Start of Study material

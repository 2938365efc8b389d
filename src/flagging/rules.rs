// This Source Code Form is subject to the terms of the Mozilla Public
// License, v. 2.0. If a copy of the MPL was not distributed with this
// file, You can obtain one at http://mozilla.org/MPL/2.0/.

//! Rules that decide which values of a view should be flagged.

use std::cmp::Ordering;

use itertools::Itertools;
use ndarray::prelude::*;
use serde::{Deserialize, Serialize};
use strum_macros::{Display, EnumString};

use crate::constants::{
    DEFAULT_FHL_LIMIT, DEFAULT_FHL_MINSAMPLE, DEFAULT_FNM_LIMIT, DEFAULT_NMEDIAN_MINSAMPLE,
    DEFAULT_TMF_LIMIT,
};

fn default_nmedian_minsample() -> usize {
    DEFAULT_NMEDIAN_MINSAMPLE
}

fn default_outlier_minsample() -> usize {
    DEFAULT_FHL_MINSAMPLE
}

#[derive(Debug, Clone, Copy, PartialEq, Eq, Display, EnumString, Serialize, Deserialize)]
#[strum(serialize_all = "snake_case")]
#[serde(rename_all = "snake_case")]
pub enum RuleAxis {
    Row,
    Column,
}

/// A flagging rule. Only unflagged, finite values are ever considered.
#[derive(Debug, Clone, PartialEq, Serialize, Deserialize)]
#[serde(tag = "kind", rename_all = "snake_case")]
pub enum FlagRule {
    /// Flag values that deviate from the median of their row by more than
    /// `limit` times that median.
    Nmedian {
        limit: f64,
        #[serde(default = "default_nmedian_minsample")]
        minsample: usize,
    },

    /// Flag values that deviate from the median of the whole view by more
    /// than `limit` median absolute deviations.
    Outlier {
        limit: f64,
        #[serde(default = "default_outlier_minsample")]
        minsample: usize,
    },

    /// Flag values whose magnitude exceeds `limit`.
    MaxAbs { limit: f64 },

    /// Flag values whose magnitude is below `limit`.
    MinAbs { limit: f64 },

    /// Flag whole rows (or columns) if more than a `limit` fraction of them
    /// is already flagged.
    TooManyFlagged { limit: f64, axis: RuleAxis },
}

/// What a rule wants flagged.
#[derive(Debug, Clone, PartialEq, Eq)]
pub(crate) enum Violations {
    /// (row, column) indices, in row-major order.
    Cells(Vec<(usize, usize)>),
    Rows(Vec<usize>),
    Columns(Vec<usize>),
}

impl Violations {
    pub(crate) fn is_empty(&self) -> bool {
        match self {
            Violations::Cells(v) => v.is_empty(),
            Violations::Rows(v) | Violations::Columns(v) => v.is_empty(),
        }
    }
}

fn usable(value: f64, flag: bool) -> bool {
    !flag && value.is_finite()
}

/// The median of finite values. `values` gets sorted.
fn median(values: &mut [f64]) -> Option<f64> {
    if values.is_empty() {
        return None;
    }
    values.sort_unstable_by(|a, b| a.partial_cmp(b).unwrap_or(Ordering::Equal));
    let mid = values.len() / 2;
    if values.len() % 2 == 0 {
        Some((values[mid - 1] + values[mid]) / 2.0)
    } else {
        Some(values[mid])
    }
}

impl FlagRule {
    /// The name used as the reason of flag commands.
    pub fn name(&self) -> &'static str {
        match self {
            FlagRule::Nmedian { .. } => "nmedian",
            FlagRule::Outlier { .. } => "outlier",
            FlagRule::MaxAbs { .. } => "max_abs",
            FlagRule::MinAbs { .. } => "min_abs",
            FlagRule::TooManyFlagged { .. } => "too_many_flagged",
        }
    }

    pub(crate) fn evaluate(&self, data: ArrayView2<f64>, flag: ArrayView2<bool>) -> Violations {
        match *self {
            FlagRule::Nmedian { limit, minsample } => {
                let mut cells = vec![];
                for (i_row, (data_row, flag_row)) in
                    data.outer_iter().zip(flag.outer_iter()).enumerate()
                {
                    let mut values = data_row
                        .iter()
                        .zip(flag_row.iter())
                        .filter(|&(&v, &f)| usable(v, f))
                        .map(|(&v, _)| v)
                        .collect::<Vec<_>>();
                    if values.len() < minsample {
                        continue;
                    }
                    let centre = match median(&mut values) {
                        Some(m) if m != 0.0 => m,
                        _ => continue,
                    };
                    let threshold = limit * centre.abs();
                    for (i_col, (&v, &f)) in data_row.iter().zip(flag_row.iter()).enumerate() {
                        if usable(v, f) && (v - centre).abs() > threshold {
                            cells.push((i_row, i_col));
                        }
                    }
                }
                Violations::Cells(cells)
            }

            FlagRule::Outlier { limit, minsample } => {
                let mut values = data
                    .iter()
                    .zip(flag.iter())
                    .filter(|&(&v, &f)| usable(v, f))
                    .map(|(&v, _)| v)
                    .collect::<Vec<_>>();
                if values.len() < minsample {
                    return Violations::Cells(vec![]);
                }
                let centre = match median(&mut values) {
                    Some(m) => m,
                    None => return Violations::Cells(vec![]),
                };
                let mut deviations = values.iter().map(|v| (v - centre).abs()).collect_vec();
                let mad = match median(&mut deviations) {
                    Some(m) if m > 0.0 => m,
                    _ => return Violations::Cells(vec![]),
                };
                cells_where(data, flag, |v| (v - centre).abs() > limit * mad)
            }

            FlagRule::MaxAbs { limit } => cells_where(data, flag, |v| v.abs() > limit),

            FlagRule::MinAbs { limit } => cells_where(data, flag, |v| v.abs() < limit),

            FlagRule::TooManyFlagged { limit, axis } => {
                let lanes = match axis {
                    RuleAxis::Row => Axis(0),
                    RuleAxis::Column => Axis(1),
                };
                let indices = flag
                    .axis_iter(lanes)
                    .enumerate()
                    .filter(|(_, lane)| !lane.is_empty())
                    .filter(|(_, lane)| {
                        let num_flagged = lane.iter().filter(|&&f| f).count();
                        num_flagged < lane.len()
                            && num_flagged as f64 / lane.len() as f64 > limit
                    })
                    .map(|(i, _)| i)
                    .collect();
                match axis {
                    RuleAxis::Row => Violations::Rows(indices),
                    RuleAxis::Column => Violations::Columns(indices),
                }
            }
        }
    }
}

fn cells_where<F: Fn(f64) -> bool>(
    data: ArrayView2<f64>,
    flag: ArrayView2<bool>,
    violates: F,
) -> Violations {
    Violations::Cells(
        data.indexed_iter()
            .filter(|&(idx, &v)| usable(v, flag[idx]) && violates(v))
            .map(|(idx, _)| idx)
            .collect(),
    )
}

/// Which rules to use, and their limits. Rules are evaluated in the order
/// outlier, max_abs, min_abs, too_many_flagged, nmedian.
#[derive(Debug, Clone, Copy, PartialEq)]
pub struct FlagRuleParams {
    pub flag_hilo: bool,
    pub fhl_limit: f64,
    pub fhl_minsample: usize,
    pub flag_maxabs: bool,
    pub fmax_limit: f64,
    pub flag_minabs: bool,
    pub fmin_limit: f64,
    pub flag_tmf: bool,
    pub tmf_limit: f64,
    pub tmf_axis: RuleAxis,
    pub flag_nmedian: bool,
    pub fnm_limit: f64,
    pub fnm_minsample: usize,
}

impl Default for FlagRuleParams {
    fn default() -> Self {
        FlagRuleParams {
            flag_hilo: false,
            fhl_limit: DEFAULT_FHL_LIMIT,
            fhl_minsample: DEFAULT_FHL_MINSAMPLE,
            flag_maxabs: false,
            fmax_limit: 0.1,
            flag_minabs: false,
            fmin_limit: 0.0,
            flag_tmf: false,
            tmf_limit: DEFAULT_TMF_LIMIT,
            tmf_axis: RuleAxis::Row,
            flag_nmedian: false,
            fnm_limit: DEFAULT_FNM_LIMIT,
            fnm_minsample: DEFAULT_NMEDIAN_MINSAMPLE,
        }
    }
}

/// Turn switches and limits into an ordered list of rules.
pub fn make_flag_rules(params: &FlagRuleParams) -> Vec<FlagRule> {
    let mut rules = vec![];
    if params.flag_hilo {
        rules.push(FlagRule::Outlier {
            limit: params.fhl_limit,
            minsample: params.fhl_minsample,
        });
    }
    if params.flag_maxabs {
        rules.push(FlagRule::MaxAbs {
            limit: params.fmax_limit,
        });
    }
    if params.flag_minabs {
        rules.push(FlagRule::MinAbs {
            limit: params.fmin_limit,
        });
    }
    if params.flag_tmf {
        rules.push(FlagRule::TooManyFlagged {
            limit: params.tmf_limit,
            axis: params.tmf_axis,
        });
    }
    if params.flag_nmedian {
        rules.push(FlagRule::Nmedian {
            limit: params.fnm_limit,
            minsample: params.fnm_minsample,
        });
    }
    rules
}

End of Study material

Please find all lines of the entries that hold the string "threshold" and copy them.

                    let threshold = limit * centre.abs();
                        if usable(v, f) && (v - centre).abs() > threshold {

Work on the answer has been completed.